I pulled this sweater right out of the dryer this morning and it smells just like a diaper. Not a dirty diaper. Like a clean, cloth diaper, like the diapers I used to put on the Butcher when he was a baby. And, because it’s smell, it brings back those memories so hard–how soft the skin on his face was, how his black hair was so wispy, the little crooked ls his legs made, how it felt when his fingers curled around mine.

It’s weird to think that he doesn’t remember any of that. That these memories, which I’d forgotten I even had, are a way I know him that he doesn’t know himself.

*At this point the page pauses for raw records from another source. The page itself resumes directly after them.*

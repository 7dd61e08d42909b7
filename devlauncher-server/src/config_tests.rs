//! Configuration tests for defaults, file layering and environment overrides

#[cfg(test)]
mod tests {
    use super::super::config::{Config, LogFormat};
    use crate::Error;
    use serial_test::serial;
    use std::env;
    use std::io::Write;

    #[test]
    fn test_default_config_values() {
        let config = Config::default();

        assert!(config.database.url.starts_with("sqlite:"));
        assert_eq!(config.database.max_connections, Some(5));
        assert!(config.database.migrate_on_startup);
        assert_eq!(config.templates.root.to_str(), Some("./templates"));
        assert_eq!((config.ports.min, config.ports.max), (3000, 9999));
        assert_eq!(config.ports.excluded.len(), 18);
        assert_eq!(config.ports.max_reservation_retries, 5);
        assert_eq!(config.execution.container_cli, "docker");
        assert_eq!(config.logging.format, LogFormat::Pretty);
        assert!(config.validate().is_ok());
    }

    #[test]
    #[serial]
    fn test_load_without_files_uses_defaults() {
        let config = Config::load().unwrap();
        assert_eq!(config.ports.max_attempts, 100);
        assert_eq!(config.execution.subsystem_distro, "Ubuntu");
    }

    #[test]
    #[serial]
    fn test_explicit_file_is_layered() {
        let mut file = tempfile::Builder::new().suffix(".toml").tempfile().unwrap();
        writeln!(
            file,
            "[ports]\nmin = 4000\nmax = 4100\nexcluded = [4001]\n\n[logging]\nformat = \"json\"\n\n[execution]\nsubsystem_distro = \"Debian\""
        )
        .unwrap();

        let config = Config::load_from_file(file.path()).unwrap();
        assert_eq!((config.ports.min, config.ports.max), (4000, 4100));
        assert!(config.ports.is_excluded(4001));
        assert!(!config.ports.is_excluded(8080));
        assert_eq!(config.logging.format, LogFormat::Json);
        assert_eq!(config.execution.subsystem_distro, "Debian");
        assert_eq!(config.execution.container_cli, "docker");
    }

    #[test]
    #[serial]
    fn test_environment_variable_override() {
        env::set_var("DEVLAUNCHER_PORTS__MIN", "5000");
        env::set_var("DEVLAUNCHER_DATABASE__URL", "sqlite:/tmp/devlauncher-test.db");

        let result = Config::load();

        env::remove_var("DEVLAUNCHER_PORTS__MIN");
        env::remove_var("DEVLAUNCHER_DATABASE__URL");

        let config = result.unwrap();
        assert_eq!(config.ports.min, 5000);
        assert_eq!(config.database.url, "sqlite:/tmp/devlauncher-test.db");
    }

    #[test]
    #[serial]
    fn test_inverted_port_range_is_rejected() {
        env::set_var("DEVLAUNCHER_PORTS__MIN", "9000");
        env::set_var("DEVLAUNCHER_PORTS__MAX", "8000");

        let result = Config::load();

        env::remove_var("DEVLAUNCHER_PORTS__MIN");
        env::remove_var("DEVLAUNCHER_PORTS__MAX");

        let err = result.unwrap_err();
        assert!(matches!(err, Error::Core(ref core) if core.category() == "configuration"));
    }

    #[test]
    fn test_empty_container_cli_is_rejected() {
        let mut config = Config::default();
        config.execution.container_cli = " ".to_string();
        assert!(config.validate().is_err());
    }

    #[test]
    fn test_projects_root_fallback() {
        let mut config = Config::default();
        let root = config.projects.resolved_root();
        assert!(root.ends_with("devlauncher-projects") || root == std::path::Path::new("./projects"));

        config.projects.root = Some("/srv/projects".into());
        assert_eq!(config.projects.resolved_root().to_str(), Some("/srv/projects"));
    }
}
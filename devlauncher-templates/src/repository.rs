//! Filesystem manifest repository
//!
//! Every project type lives in its own directory under the template root:
//!
//! ```text
//! templates/
//! +-- <name>/
//!     +-- manifest.yaml
//!     +-- <files declared by the manifest>
//! ```

use crate::{Error, Result};
use devlauncher_core::TemplateManifest;
use std::path::{Component, Path, PathBuf};
use tokio::fs;
use tracing::{debug, warn};

pub const MANIFEST_FILE: &str = "manifest.yaml";

/// Read-only access to the manifests under one root directory
#[derive(Debug, Clone)]
pub struct ManifestRepository {
    root: PathBuf,
}

impl ManifestRepository {
    pub fn new<P: AsRef<Path>>(root: P) -> Self {
        Self {
            root: root.as_ref().to_path_buf(),
        }
    }

    pub fn root(&self) -> &Path {
        &self.root
    }

    /// Directory holding a template's manifest and source files
    pub fn template_dir(&self, name: &str) -> PathBuf {
        self.root.join(name)
    }

    /// Load and validate a manifest by template name
    pub async fn load(&self, name: &str) -> Result<TemplateManifest> {
        if !is_plain_name(name) {
            return Err(Error::ManifestNotFound {
                name: name.to_string(),
            });
        }

        let path = self.template_dir(name).join(MANIFEST_FILE);
        let content = match fs::read_to_string(&path).await {
            Ok(content) => content,
            Err(e) if e.kind() == std::io::ErrorKind::NotFound => {
                return Err(Error::ManifestNotFound {
                    name: name.to_string(),
                })
            }
            Err(e) => return Err(Error::io(&path, e)),
        };

        let manifest =
            TemplateManifest::from_yaml(&content).map_err(|e| Error::InvalidManifest {
                name: name.to_string(),
                message: e.to_string(),
            })?;
        debug!(template = name, version = %manifest.version, "Loaded manifest");
        Ok(manifest)
    }

    /// Every loadable manifest, sorted by name
    ///
    /// A broken manifest is logged and skipped.
    pub async fn list(&self) -> Result<Vec<TemplateManifest>> {
        let mut entries = match fs::read_dir(&self.root).await {
            Ok(entries) => entries,
            Err(e) if e.kind() == std::io::ErrorKind::NotFound => {
                warn!(root = %self.root.display(), "Template root does not exist");
                return Ok(Vec::new());
            }
            Err(e) => return Err(Error::io(&self.root, e)),
        };

        let mut manifests = Vec::new();
        while let Some(entry) = entries
            .next_entry()
            .await
            .map_err(|e| Error::io(&self.root, e))?
        {
            let is_dir = entry
                .file_type()
                .await
                .map(|file_type| file_type.is_dir())
                .unwrap_or(false);
            if !is_dir || !entry.path().join(MANIFEST_FILE).exists() {
                continue;
            }

            let name = entry.file_name().to_string_lossy().into_owned();
            match self.load(&name).await {
                Ok(manifest) => manifests.push(manifest),
                Err(e) => warn!(template = %name, error = %e, "Skipping broken template manifest"),
            }
        }

        manifests.sort_by(|a, b| a.name.cmp(&b.name));
        Ok(manifests)
    }

    /// Read a source file declared by a template
    pub async fn read_source(&self, name: &str, relative: &str) -> Result<String> {
        let relative = checked_relative(name, relative)?;
        let path = self.template_dir(name).join(relative);
        fs::read_to_string(&path)
            .await
            .map_err(|e| Error::io(&path, e))
    }
}

fn is_plain_name(name: &str) -> bool {
    let mut components = Path::new(name).components();
    matches!(
        (components.next(), components.next()),
        (Some(Component::Normal(_)), None)
    )
}

/// Validate a manifest-declared path, which must stay inside its directory
pub fn checked_relative(template: &str, relative: &str) -> Result<PathBuf> {
    let path = Path::new(relative);
    let escapes = relative.is_empty()
        || path
            .components()
            .any(|c| !matches!(c, Component::Normal(_) | Component::CurDir));
    if escapes {
        return Err(Error::InvalidManifest {
            name: template.to_string(),
            message: format!("File path '{}' must be relative to the template", relative),
        });
    }
    Ok(path.to_path_buf())
}
impl ProjectLifecycle {
    pub fn new(
        projects: Arc<ProjectRepository>,
        allocator: Arc<dyn PortAllocator>,
        engine: TemplateEngine,
        orchestrator: Orchestrator,
    ) -> Self {
        Self {
            projects,
            allocator,
            engine,
            orchestrator,
            execution: ExecutionIdentity::default(),
        }
    }

    pub fn with_execution(mut self, execution: ExecutionIdentity) -> Self {
        self.execution = execution;
        self
    }

    /// Wire every component from configuration
    pub async fn from_config(config: &Config) -> Result<Self> {
        let storage = StorageManager::new(&config.database).await?;
        let allocator: Arc<dyn PortAllocator> =
            Arc::new(storage.port_allocator(config.ports.clone()));
        let gateway = ExecutionGateway::from_config(&config.execution);
        let engine = TemplateEngine::new(&config.templates.root, allocator.clone(), gateway.clone())
            .with_fallback_range(config.ports.range());
        let orchestrator = Orchestrator::new(gateway, config.execution.container_cli.clone());

        Ok(Self::new(storage.projects(), allocator, engine, orchestrator)
            .with_execution(config.execution.identity()))
    }

    pub fn engine(&self) -> &TemplateEngine {
        &self.engine
    }

    /// Provision a project from a template
    #[instrument(skip(self, request), fields(name = %request.name, template = %request.project_type))]
    pub async fn create(&self, request: CreateProjectRequest) -> Result<CreatedProject> {
        let slug = request
            .slug
            .clone()
            .unwrap_or_else(|| slugify(&request.name));
        ProjectRecord::validate_name(&request.name)?;
        ProjectRecord::validate_slug(&slug)?;
        if self.projects.exists(&slug).await? {
            return Err(Error::Conflict {
                message: format!("Project '{}' already exists", slug),
            });
        }

        let template = request.project_type.as_str();
        let manifest = self.engine.load_manifest(template).await?;
        let mut variables = manifest.default_variables();
        variables.extend(request.variables.clone());

        let gateway = self.orchestrator.gateway();
        let host_path = request.path.display().to_string();
        let native_path = gateway.native_path(request.location, &host_path);
        let paths = ProjectPaths::new(host_path).with_native(native_path.display().to_string());
        let context = RenderContext::new(
            &slug,
            request.name.trim(),
            template,
            request.location,
            paths.clone(),
        )
        .with_variables(variables)
        .with_execution(self.execution.clone());

        let problems = self.engine.validate_context(template, &context).await;
        if !problems.is_empty() {
            return Err(devlauncher_core::Error::validation(problems.join("; ")).into());
        }

        let existed = gateway.dir_exists(request.location, &paths.host).await;
        gateway.create_dir_all(request.location, &paths.host).await?;

        let (mut project, mut hooks, context) =
            match self.provision(template, &slug, &request, context).await {
                Ok(provisioned) => provisioned,
                Err(e) => {
                    error!(slug = %slug, error = %e, "Project creation failed");
                    self.discard_partial_create(&slug, request.location, &paths.host, !existed)
                        .await;
                    return Err(e);
                }
            };
        info!(slug = %slug, "Project created");

        hooks.extend(self.run_hooks(template, HookType::PostCreate, &context).await);

        let mut started = false;
        if request.auto_start {
            match self.start(&slug).await {
                Ok(result) => {
                    project = result.project;
                    hooks.extend(result.hooks);
                    started = true;
                }
                Err(e) => error!(slug = %slug, error = %e, "Auto-start failed"),
            }
        }

        Ok(CreatedProject {
            project,
            hooks,
            started,
        })
    }

    /// Allocate, render and persist; the caller undoes partial work on error
    async fn provision(
        &self,
        template: &str,
        slug: &str,
        request: &CreateProjectRequest,
        context: RenderContext,
    ) -> Result<(ProjectRecord, Vec<HookReport>, RenderContext)> {
        let ports = self
            .engine
            .allocate_ports(template, slug, &request.ports)
            .await?;
        let context = context.with_ports(ports.clone());

        let mut hooks = Vec::new();
        hooks.extend(self.run_hooks(template, HookType::PreCreate, &context).await);

        let rendered = self
            .engine
            .render_template(template, Path::new(context.paths.native_root()), &context)
            .await?;

        let mut builder = ProjectRecord::builder()
            .name(request.name.trim())
            .slug(slug)
            .project_type(template)
            .location(request.location)
            .paths(context.paths.clone())
            .ports(ports)
            .group_name(slug);
        if let Some(compose) = &rendered.compose_file {
            builder = builder.compose_file(compose);
        }
        let project = builder.build()?;
        self.projects.create(&project).await?;

        Ok((project, hooks, context))
    }

    /// Release what a failed create reserved, unless the slug now belongs to
    /// a project registered by someone else
    async fn discard_partial_create(
        &self,
        slug: &str,
        location: ProjectLocation,
        host_path: &str,
        remove_directory: bool,
    ) {
        match self.projects.exists(slug).await {
            Ok(true) => {
                warn!(slug, "Slug was registered concurrently, leaving its resources in place");
                return;
            }
            Ok(false) => {}
            Err(e) => warn!(slug, error = %e, "Could not check for a concurrent registration"),
        }

        self.release_ports(slug).await;
        if remove_directory {
            if let Err(e) = self
                .orchestrator
                .gateway()
                .remove_dir_all(location, host_path)
                .await
            {
                warn!(slug, path = host_path, error = %e, "Failed to remove partial project directory");
            }
        }
    }

    /// Bring a project's container group up
    #[instrument(skip(self))]
    pub async fn start(&self, slug: &str) -> Result<StartedProject> {
        let mut project = self.get(slug).await?;
        let context = self.context_for(&project).await;

        let mut hooks = Vec::new();
        hooks.extend(self.project_hooks(&project, HookType::PreUp, &context).await);

        self.orchestrator.up(&project.descriptor()).await?;
        self.projects
            .update_status(slug, ProjectStatus::Running)
            .await?;
        project.set_status(ProjectStatus::Running);
        info!(slug, "Project started");

        hooks.extend(self.project_hooks(&project, HookType::PostUp, &context).await);
        Ok(StartedProject { project, hooks })
    }

    /// Take a project's container group down
    #[instrument(skip(self))]
    pub async fn stop(&self, slug: &str) -> Result<ProjectRecord> {
        let mut project = self.get(slug).await?;
        self.orchestrator.down(&project.descriptor()).await?;
        self.projects
            .update_status(slug, ProjectStatus::Stopped)
            .await?;
        project.set_status(ProjectStatus::Stopped);
        info!(slug, "Project stopped");
        Ok(project)
    }

    /// Restart a project's containers in place
    #[instrument(skip(self))]
    pub async fn restart(&self, slug: &str) -> Result<ProjectRecord> {
        let mut project = self.get(slug).await?;
        self.orchestrator.restart(&project.descriptor()).await?;
        self.projects
            .update_status(slug, ProjectStatus::Running)
            .await?;
        project.set_status(ProjectStatus::Running);
        info!(slug, "Project restarted");
        Ok(project)
    }

    /// Rebuild a project's images from scratch
    #[instrument(skip(self))]
    pub async fn build(&self, slug: &str) -> Result<ProjectRecord> {
        let project = self.get(slug).await?;
        self.orchestrator.build(&project.descriptor()).await?;
        Ok(project)
    }

    #[instrument(skip(self))]
    pub async fn pull(&self, slug: &str) -> Result<ProjectRecord> {
        let project = self.get(slug).await?;
        self.orchestrator.pull(&project.descriptor()).await?;
        Ok(project)
    }

    /// Query the container group and reconcile the stored status with it
    #[instrument(skip(self))]
    pub async fn status(&self, slug: &str) -> Result<ProjectStatusReport> {
        let mut project = self.get(slug).await?;
        let group = self.orchestrator.status(&project.descriptor()).await;

        let observed = match (group.is_running, project.status) {
            (true, _) => ProjectStatus::Running,
            (false, ProjectStatus::Error) => ProjectStatus::Error,
            (false, _) => ProjectStatus::Stopped,
        };
        if observed != project.status {
            info!(slug, from = %project.status, to = %observed, "Reconciling project status");
            self.projects.update_status(slug, observed).await?;
            project.set_status(observed);
        }

        Ok(ProjectStatusReport { project, group })
    }

    pub async fn logs(&self, slug: &str, service: Option<&str>, tail_lines: u32) -> Result<String> {
        let project = self.get(slug).await?;
        Ok(self
            .orchestrator
            .logs(&project.descriptor(), service, tail_lines)
            .await)
    }

    pub async fn exec(&self, slug: &str, service: &str, command: &[String]) -> Result<CommandOutput> {
        let project = self.get(slug).await?;
        Ok(self
            .orchestrator
            .exec_in_service(&project.descriptor(), service, command)
            .await?)
    }

    /// Stop, release ports, remove rendered files and forget a project
    #[instrument(skip(self))]
    pub async fn delete(&self, slug: &str) -> Result<DeletedProject> {
        let project = self.get(slug).await?;
        let descriptor = project.descriptor();

        let running =
            project.is_running() || self.orchestrator.status(&descriptor).await.is_running;
        if running {
            if let Err(e) = self.orchestrator.down(&descriptor).await {
                warn!(slug, error = %e, "Failed to stop project before deletion");
            }
        }

        let released_ports = self.allocator.deallocate_all(slug).await?;

        let files_removed = if project.imported {
            false
        } else {
            self.remove_project_files(&project).await
        };

        self.projects.delete(slug).await?;
        info!(slug, released_ports, files_removed, "Project deleted");

        Ok(DeletedProject {
            slug: slug.to_string(),
            released_ports,
            files_removed,
        })
    }

    /// Register an existing compose project without rendering anything
    #[instrument(skip(self, request), fields(name = %request.name))]
    pub async fn import_external(&self, request: ImportProjectRequest) -> Result<ProjectRecord> {
        let slug = request
            .slug
            .clone()
            .unwrap_or_else(|| slugify(&request.name));
        ProjectRecord::validate_slug(&slug)?;
        if self.projects.exists(&slug).await? {
            return Err(Error::Conflict {
                message: format!("Project '{}' already exists", slug),
            });
        }

        let compose_name = request
            .compose_file
            .clone()
            .unwrap_or_else(|| GENERIC_COMPOSE_FILE.to_string());
        let host_path = request.path.display().to_string();
        let native_path = self
            .orchestrator
            .gateway()
            .native_path(request.location, &host_path);
        let compose = ComposeFile::parse_file(native_path.join(&compose_name)).await?;
        let ports = compose.first_published_ports();

        let mut project = ProjectRecord::builder()
            .name(request.name.trim())
            .slug(&slug)
            .project_type(IMPORTED_TYPE)
            .location(request.location)
            .paths(ProjectPaths::new(host_path).with_native(native_path.display().to_string()))
            .ports(ports)
            .group_name(request.group_name.clone().unwrap_or_else(|| slug.clone()))
            .compose_file(compose_name)
            .imported(true)
            .build()?;

        if self
            .orchestrator
            .status(&project.descriptor())
            .await
            .is_running
        {
            project.set_status(ProjectStatus::Running);
        }

        self.projects.create(&project).await?;
        info!(slug = %slug, services = compose.services.len(), "Imported external project");
        Ok(project)
    }

    pub async fn list(&self) -> Result<Vec<ProjectRecord>> {
        Ok(self.projects.list().await?)
    }

    pub async fn get(&self, slug: &str) -> Result<ProjectRecord> {
        self.projects
            .find_by_slug(slug)
            .await?
            .ok_or_else(|| Error::ProjectNotFound {
                slug: slug.to_string(),
            })
    }

    pub async fn reservations(&self, slug: Option<&str>) -> Result<Vec<PortReservation>> {
        Ok(self
            .allocator
            .list_reservations(slug.map(str::to_string))
            .await?)
    }

    async fn context_for(&self, project: &ProjectRecord) -> RenderContext {
        let variables = if project.imported {
            BTreeMap::new()
        } else {
            self.engine
                .default_variables(&project.project_type)
                .await
                .unwrap_or_default()
        };
        RenderContext::for_project(project)
            .with_variables(variables)
            .with_execution(self.execution.clone())
    }

    async fn project_hooks(
        &self,
        project: &ProjectRecord,
        hook: HookType,
        context: &RenderContext,
    ) -> Option<HookReport> {
        if project.imported {
            return None;
        }
        self.run_hooks(&project.project_type, hook, context).await
    }

    async fn run_hooks(&self, template: &str, hook: HookType, context: &RenderContext) -> Option<HookReport> {
        match self.engine.execute_hooks(template, hook, context).await {
            Ok(report) if report.is_empty() => None,
            Ok(report) => {
                if !report.all_succeeded() {
                    warn!(hook = %hook, failed = report.failures().count(), "Some hooks failed");
                }
                Some(report)
            }
            Err(e) => {
                warn!(hook = %hook, error = %e, "Could not run hooks");
                None
            }
        }
    }

    async fn release_ports(&self, slug: &str) {
        if let Err(e) = self.allocator.deallocate_all(slug).await {
            warn!(slug, error = %e, "Failed to release ports");
        }
    }

    async fn remove_project_files(&self, project: &ProjectRecord) -> bool {
        match self
            .orchestrator
            .gateway()
            .remove_dir_all(project.location, &project.paths.host)
            .await
        {
            Ok(removed) => removed,
            Err(e) => {
                warn!(path = %project.paths.host, error = %e, "Failed to remove project files");
                false
            }
        }
    }
}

On the other hand, I’m not that exited about regularly smelling like a diaper, so maybe we need a different detergent.

Horns

So, I wanted to say a little bit more about it, because we ended up talking again last night about how much we enjoyed it. I just wanted to expound on how visually funny it is. I know Joe Hill only wrote the story, but there were so many sight-gags that it kind of made me wonder if they weren’t also paying a little homage to his comic book background.

The diner is “Eve’s.” The guy who gets horns has a brother who plays the horn. One of the characters gets two of his fingers blown off so his hand is permanently giving devil horns. Ig is turning into a demon at the same time he drives a gremlin.

I mean, they’re cheesy, but they’re cheesy visual puns in a really fun way.

Daniel Radcliffe’s accent is hilarious. I mean, it’s definitely an “American” accent, but I don’t know where in the United States someone has an accent like that. And this movie contains more peeing than most movies. Also Ig spends a great deal of time with his pants undone. It’s really interesting just because he has a body on-screen in a way men normally aren’t embodied.

Anyway, I liked it. But I was confused how Heather Graham has ended up doing bit parts.